● ASSIGNED TASK
Work through the records that follow and return each line containing the word "root".

EXERCISE INPUTS section start

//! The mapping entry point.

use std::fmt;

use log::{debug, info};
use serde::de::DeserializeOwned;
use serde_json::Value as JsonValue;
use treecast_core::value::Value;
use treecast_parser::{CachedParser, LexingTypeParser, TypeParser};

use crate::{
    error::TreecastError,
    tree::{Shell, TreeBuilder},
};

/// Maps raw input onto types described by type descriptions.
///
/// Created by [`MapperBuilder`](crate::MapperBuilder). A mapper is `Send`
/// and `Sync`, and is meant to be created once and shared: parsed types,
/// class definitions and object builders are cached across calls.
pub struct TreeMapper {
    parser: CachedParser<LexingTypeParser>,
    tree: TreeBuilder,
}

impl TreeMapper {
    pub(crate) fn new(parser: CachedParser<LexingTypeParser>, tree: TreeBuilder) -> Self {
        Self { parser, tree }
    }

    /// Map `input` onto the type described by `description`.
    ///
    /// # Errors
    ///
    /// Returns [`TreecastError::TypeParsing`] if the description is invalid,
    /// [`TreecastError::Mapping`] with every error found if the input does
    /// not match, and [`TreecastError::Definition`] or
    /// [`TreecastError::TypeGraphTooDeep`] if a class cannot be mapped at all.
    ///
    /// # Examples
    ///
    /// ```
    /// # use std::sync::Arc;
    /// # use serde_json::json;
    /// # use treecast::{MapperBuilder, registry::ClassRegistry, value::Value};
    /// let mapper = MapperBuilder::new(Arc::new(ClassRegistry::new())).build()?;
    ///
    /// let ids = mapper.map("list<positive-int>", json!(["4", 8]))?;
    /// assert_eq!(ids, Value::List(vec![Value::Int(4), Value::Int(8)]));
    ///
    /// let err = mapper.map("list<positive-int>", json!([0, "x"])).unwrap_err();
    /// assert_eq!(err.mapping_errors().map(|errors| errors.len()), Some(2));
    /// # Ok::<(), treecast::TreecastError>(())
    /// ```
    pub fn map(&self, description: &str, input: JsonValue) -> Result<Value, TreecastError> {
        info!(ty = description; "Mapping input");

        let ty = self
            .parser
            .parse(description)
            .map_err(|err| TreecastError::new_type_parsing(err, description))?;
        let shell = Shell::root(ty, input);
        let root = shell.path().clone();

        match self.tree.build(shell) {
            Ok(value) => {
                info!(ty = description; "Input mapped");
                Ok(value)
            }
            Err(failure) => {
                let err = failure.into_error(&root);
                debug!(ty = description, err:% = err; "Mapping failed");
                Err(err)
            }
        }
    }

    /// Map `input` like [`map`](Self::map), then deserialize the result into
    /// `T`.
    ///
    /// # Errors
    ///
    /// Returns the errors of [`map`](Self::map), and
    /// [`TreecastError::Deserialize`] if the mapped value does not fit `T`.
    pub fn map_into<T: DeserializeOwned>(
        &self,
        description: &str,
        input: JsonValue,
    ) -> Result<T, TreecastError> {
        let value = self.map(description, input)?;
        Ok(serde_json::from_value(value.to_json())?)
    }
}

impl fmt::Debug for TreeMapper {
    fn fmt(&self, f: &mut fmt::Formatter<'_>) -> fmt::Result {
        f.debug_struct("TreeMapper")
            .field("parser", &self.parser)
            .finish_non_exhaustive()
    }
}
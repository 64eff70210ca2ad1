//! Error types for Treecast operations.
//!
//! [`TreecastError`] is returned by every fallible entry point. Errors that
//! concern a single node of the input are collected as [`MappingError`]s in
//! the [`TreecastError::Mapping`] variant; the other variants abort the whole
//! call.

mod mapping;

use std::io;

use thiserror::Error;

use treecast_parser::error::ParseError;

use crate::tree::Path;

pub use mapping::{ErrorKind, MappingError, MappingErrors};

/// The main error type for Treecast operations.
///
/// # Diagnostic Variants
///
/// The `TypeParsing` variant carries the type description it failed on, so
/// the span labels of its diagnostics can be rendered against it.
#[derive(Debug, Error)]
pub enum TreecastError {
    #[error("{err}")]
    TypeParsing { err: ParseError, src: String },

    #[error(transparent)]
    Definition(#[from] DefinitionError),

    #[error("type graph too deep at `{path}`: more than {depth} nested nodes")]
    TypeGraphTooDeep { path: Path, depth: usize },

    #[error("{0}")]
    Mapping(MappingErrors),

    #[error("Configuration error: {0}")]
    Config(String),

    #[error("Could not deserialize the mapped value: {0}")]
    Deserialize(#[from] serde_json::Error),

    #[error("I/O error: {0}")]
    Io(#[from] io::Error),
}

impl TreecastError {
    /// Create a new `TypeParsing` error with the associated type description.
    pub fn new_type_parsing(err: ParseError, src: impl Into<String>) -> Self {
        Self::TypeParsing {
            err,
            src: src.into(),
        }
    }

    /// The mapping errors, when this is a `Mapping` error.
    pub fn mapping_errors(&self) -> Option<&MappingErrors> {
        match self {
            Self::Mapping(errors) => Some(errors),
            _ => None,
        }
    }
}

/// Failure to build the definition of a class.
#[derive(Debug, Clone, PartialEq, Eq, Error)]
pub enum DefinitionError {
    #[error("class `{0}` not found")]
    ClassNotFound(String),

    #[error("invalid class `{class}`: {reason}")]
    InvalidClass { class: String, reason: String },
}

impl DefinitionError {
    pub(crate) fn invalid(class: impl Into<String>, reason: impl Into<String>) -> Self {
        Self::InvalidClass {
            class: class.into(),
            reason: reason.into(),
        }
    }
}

EXERCISE INPUTS section end

● RESULT OF THE TASK
        let shell = Shell::root(ty, input);
        let root = shell.path().clone();
                let err = failure.into_error(&root);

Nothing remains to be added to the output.